╭─ RECORD EXTRACTS

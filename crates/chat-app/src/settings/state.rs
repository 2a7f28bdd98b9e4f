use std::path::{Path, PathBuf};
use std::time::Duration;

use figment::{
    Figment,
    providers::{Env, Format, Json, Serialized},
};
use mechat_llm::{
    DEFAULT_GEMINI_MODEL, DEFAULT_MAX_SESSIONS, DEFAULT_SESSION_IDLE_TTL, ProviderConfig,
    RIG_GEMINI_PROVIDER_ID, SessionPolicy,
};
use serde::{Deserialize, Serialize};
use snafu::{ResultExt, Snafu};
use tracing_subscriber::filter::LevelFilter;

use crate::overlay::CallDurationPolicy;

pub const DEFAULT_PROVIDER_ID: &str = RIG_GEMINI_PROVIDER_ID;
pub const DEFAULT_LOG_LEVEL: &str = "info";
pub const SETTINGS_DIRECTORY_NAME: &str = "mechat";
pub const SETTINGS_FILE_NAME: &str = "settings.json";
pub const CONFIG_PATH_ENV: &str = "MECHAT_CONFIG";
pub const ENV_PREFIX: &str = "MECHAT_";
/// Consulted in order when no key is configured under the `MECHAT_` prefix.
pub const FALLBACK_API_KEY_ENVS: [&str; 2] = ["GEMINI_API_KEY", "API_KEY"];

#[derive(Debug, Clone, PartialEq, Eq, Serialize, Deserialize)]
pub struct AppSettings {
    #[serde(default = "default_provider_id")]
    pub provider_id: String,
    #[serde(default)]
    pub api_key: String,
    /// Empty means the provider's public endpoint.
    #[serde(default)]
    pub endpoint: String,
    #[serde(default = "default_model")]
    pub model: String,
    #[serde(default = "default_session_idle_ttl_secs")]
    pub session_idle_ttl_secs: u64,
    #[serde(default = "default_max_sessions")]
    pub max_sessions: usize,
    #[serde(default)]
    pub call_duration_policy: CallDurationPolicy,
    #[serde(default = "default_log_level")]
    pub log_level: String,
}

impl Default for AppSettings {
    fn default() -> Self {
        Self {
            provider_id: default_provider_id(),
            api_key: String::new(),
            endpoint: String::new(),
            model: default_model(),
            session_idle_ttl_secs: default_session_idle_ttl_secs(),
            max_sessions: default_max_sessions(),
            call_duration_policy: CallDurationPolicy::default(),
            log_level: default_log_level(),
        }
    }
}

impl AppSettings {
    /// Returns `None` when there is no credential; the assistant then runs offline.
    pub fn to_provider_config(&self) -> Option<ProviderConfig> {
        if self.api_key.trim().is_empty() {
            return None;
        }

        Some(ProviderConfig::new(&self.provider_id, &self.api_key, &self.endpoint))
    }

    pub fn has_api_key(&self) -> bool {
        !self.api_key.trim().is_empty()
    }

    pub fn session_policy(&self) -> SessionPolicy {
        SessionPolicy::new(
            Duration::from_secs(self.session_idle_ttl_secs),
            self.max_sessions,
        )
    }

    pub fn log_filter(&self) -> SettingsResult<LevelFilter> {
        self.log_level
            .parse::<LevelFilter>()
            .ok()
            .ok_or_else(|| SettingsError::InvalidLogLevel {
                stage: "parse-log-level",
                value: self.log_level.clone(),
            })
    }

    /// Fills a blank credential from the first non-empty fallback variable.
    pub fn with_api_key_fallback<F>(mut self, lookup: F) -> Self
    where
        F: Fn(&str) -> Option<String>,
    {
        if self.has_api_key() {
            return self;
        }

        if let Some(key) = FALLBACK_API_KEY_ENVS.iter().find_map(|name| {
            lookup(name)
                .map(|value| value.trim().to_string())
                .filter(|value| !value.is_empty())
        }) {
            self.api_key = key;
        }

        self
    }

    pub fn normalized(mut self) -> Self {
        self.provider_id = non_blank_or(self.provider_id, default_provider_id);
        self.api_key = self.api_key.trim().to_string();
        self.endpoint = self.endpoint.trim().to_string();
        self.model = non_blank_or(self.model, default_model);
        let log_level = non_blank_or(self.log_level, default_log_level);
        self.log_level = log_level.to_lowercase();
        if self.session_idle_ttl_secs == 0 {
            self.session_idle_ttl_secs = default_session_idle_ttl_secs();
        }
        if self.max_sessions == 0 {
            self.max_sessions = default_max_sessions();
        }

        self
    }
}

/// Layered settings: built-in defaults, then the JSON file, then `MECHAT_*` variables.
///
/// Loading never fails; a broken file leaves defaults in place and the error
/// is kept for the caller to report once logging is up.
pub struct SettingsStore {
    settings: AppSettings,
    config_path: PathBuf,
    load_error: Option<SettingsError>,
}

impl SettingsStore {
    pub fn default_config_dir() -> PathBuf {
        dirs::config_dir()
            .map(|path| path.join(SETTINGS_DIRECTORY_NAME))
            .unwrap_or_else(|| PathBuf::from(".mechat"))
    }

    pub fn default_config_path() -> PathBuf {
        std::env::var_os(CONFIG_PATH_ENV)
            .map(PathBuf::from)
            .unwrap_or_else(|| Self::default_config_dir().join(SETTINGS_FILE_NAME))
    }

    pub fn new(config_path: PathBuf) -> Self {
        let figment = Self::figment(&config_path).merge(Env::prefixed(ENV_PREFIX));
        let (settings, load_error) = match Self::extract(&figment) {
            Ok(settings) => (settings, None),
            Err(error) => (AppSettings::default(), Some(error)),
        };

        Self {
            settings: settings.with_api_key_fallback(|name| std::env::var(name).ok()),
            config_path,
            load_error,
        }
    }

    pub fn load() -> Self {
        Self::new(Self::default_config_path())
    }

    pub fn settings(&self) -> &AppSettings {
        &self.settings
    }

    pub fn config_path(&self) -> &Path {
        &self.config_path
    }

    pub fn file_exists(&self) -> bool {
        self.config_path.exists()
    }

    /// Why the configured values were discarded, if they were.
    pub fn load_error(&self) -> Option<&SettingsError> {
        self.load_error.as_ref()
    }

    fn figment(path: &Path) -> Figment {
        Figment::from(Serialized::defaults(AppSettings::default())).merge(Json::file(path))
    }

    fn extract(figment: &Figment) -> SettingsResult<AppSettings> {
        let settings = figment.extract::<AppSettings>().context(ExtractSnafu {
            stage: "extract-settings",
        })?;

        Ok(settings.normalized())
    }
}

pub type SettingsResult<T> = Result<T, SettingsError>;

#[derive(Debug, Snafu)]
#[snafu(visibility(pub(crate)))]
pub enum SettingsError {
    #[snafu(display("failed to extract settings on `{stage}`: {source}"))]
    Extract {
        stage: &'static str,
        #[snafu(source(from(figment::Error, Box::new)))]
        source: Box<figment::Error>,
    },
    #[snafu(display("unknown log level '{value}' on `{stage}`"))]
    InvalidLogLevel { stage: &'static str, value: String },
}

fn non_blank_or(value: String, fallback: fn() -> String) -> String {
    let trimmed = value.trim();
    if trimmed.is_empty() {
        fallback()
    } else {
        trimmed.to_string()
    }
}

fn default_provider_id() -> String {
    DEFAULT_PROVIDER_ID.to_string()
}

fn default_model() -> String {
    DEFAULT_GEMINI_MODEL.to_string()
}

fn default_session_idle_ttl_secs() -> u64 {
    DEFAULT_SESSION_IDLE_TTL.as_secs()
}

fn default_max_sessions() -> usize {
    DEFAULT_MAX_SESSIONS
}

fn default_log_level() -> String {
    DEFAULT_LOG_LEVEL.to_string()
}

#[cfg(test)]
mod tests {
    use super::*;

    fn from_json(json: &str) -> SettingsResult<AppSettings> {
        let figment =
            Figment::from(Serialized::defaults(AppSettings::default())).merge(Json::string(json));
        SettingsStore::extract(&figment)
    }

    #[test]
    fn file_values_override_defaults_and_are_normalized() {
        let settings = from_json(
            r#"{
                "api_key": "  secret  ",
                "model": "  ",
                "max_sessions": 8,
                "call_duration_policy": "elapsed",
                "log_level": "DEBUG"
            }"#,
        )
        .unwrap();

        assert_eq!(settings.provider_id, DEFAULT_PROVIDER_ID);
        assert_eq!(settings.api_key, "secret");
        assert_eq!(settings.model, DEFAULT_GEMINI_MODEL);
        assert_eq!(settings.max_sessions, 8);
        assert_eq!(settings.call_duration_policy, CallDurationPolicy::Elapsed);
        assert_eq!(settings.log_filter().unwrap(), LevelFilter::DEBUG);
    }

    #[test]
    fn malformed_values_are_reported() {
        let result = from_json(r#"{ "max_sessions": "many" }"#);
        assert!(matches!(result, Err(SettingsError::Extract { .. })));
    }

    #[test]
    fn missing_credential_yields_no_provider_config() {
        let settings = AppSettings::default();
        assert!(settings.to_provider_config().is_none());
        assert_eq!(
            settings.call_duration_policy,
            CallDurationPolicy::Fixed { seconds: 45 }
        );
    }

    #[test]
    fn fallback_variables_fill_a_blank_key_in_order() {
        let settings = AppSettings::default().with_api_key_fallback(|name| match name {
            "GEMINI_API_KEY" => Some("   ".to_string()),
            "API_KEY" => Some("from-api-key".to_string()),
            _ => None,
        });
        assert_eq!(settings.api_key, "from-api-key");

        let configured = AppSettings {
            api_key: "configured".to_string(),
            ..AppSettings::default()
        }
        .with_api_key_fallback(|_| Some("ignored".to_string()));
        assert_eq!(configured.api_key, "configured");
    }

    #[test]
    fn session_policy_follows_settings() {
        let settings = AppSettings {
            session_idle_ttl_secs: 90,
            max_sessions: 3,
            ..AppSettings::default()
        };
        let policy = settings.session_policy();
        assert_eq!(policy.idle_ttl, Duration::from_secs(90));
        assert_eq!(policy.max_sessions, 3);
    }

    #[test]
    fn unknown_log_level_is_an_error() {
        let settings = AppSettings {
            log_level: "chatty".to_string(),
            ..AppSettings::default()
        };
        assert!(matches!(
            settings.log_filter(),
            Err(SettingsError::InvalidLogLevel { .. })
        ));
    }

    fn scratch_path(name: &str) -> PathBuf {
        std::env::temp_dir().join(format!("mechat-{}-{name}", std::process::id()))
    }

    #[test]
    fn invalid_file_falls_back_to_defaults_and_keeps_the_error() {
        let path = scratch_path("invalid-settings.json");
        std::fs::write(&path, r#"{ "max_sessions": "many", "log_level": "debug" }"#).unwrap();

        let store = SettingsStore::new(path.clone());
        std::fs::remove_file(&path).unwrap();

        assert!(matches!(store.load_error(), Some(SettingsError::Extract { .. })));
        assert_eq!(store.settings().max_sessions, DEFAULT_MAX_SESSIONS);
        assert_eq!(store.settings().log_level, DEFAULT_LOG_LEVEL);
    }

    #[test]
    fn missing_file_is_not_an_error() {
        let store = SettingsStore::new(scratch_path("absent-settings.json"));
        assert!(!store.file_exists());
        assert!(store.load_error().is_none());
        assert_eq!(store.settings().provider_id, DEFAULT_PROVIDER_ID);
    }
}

╰─
╭─ RECORD EXTRACTS

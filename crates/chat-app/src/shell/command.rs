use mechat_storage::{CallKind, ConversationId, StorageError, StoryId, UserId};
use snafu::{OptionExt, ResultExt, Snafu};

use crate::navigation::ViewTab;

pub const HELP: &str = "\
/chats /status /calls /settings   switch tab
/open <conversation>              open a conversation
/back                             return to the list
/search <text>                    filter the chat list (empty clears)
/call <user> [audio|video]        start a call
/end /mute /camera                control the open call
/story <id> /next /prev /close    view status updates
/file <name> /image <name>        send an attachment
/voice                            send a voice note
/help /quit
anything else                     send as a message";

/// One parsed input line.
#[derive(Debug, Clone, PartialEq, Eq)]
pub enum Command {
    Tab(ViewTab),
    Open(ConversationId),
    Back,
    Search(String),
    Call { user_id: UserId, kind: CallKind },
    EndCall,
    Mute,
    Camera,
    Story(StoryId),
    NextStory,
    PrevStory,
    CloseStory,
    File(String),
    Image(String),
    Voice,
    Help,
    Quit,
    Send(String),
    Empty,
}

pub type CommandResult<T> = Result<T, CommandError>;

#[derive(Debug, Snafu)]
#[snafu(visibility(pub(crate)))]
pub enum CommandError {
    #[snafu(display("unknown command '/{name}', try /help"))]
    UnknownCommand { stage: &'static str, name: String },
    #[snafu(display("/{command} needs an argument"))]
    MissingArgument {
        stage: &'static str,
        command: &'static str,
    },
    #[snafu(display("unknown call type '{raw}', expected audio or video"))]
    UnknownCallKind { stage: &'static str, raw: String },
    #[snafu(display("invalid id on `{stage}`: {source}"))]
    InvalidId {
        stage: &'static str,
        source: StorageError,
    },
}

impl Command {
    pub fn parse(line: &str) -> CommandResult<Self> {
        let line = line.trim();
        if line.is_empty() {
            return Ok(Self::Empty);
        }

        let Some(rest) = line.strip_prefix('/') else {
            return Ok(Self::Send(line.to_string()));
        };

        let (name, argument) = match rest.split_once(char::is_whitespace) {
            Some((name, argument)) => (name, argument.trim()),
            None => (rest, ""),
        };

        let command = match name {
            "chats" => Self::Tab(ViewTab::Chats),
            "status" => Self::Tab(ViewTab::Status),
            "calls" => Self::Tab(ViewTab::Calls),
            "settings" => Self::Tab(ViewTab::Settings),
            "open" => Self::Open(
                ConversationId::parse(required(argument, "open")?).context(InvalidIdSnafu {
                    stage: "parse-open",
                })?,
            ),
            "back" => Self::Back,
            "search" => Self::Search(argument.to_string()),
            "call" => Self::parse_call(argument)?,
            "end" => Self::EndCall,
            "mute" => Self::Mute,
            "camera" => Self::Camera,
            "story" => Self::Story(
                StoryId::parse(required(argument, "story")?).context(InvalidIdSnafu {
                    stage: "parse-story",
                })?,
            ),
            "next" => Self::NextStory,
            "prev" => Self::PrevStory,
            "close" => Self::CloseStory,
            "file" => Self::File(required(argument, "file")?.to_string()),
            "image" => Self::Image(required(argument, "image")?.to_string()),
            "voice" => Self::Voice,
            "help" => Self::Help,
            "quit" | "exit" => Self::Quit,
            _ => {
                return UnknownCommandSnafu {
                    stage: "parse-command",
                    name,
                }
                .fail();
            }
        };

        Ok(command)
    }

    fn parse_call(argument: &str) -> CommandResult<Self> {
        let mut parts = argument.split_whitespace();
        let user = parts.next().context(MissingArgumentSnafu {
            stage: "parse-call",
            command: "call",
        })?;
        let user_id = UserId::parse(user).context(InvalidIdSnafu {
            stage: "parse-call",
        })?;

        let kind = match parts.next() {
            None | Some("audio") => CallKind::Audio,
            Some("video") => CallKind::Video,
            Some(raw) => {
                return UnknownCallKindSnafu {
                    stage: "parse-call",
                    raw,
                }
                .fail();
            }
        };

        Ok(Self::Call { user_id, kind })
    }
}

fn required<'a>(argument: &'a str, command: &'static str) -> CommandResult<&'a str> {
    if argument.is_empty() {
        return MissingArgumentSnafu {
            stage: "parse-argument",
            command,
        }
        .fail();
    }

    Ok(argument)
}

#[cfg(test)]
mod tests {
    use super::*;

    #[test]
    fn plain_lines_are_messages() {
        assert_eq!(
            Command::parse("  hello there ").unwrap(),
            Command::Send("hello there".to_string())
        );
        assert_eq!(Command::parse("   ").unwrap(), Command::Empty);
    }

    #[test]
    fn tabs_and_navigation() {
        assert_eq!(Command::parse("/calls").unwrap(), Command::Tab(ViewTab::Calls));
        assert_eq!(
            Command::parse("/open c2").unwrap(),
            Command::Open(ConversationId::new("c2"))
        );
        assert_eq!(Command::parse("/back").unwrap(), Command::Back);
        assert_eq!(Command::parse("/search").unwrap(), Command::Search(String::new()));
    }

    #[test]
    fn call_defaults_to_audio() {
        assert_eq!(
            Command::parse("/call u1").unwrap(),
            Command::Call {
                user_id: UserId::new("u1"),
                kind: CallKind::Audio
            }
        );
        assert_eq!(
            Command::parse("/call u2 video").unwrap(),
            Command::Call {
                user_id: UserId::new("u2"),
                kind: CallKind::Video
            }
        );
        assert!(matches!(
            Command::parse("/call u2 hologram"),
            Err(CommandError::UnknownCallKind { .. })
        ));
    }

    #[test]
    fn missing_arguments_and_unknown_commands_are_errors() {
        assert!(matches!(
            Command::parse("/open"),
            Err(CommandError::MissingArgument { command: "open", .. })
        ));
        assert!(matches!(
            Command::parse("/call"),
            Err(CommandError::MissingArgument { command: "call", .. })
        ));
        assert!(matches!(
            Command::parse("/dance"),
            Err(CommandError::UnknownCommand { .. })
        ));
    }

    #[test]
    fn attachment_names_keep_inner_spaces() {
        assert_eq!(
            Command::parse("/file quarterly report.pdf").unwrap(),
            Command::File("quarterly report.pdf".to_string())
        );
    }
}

╰─

TASK PROMPT:
Go through the records and pull out each line that includes the word "static".

ANSWER BELOW:
        stage: &'static str,
    InvalidLogLevel { stage: &'static str, value: String },
    UnknownCommand { stage: &'static str, name: String },
        stage: &'static str,
        command: &'static str,
    UnknownCallKind { stage: &'static str, raw: String },
        stage: &'static str,
fn required<'a>(argument: &'a str, command: &'static str) -> CommandResult<&'a str> {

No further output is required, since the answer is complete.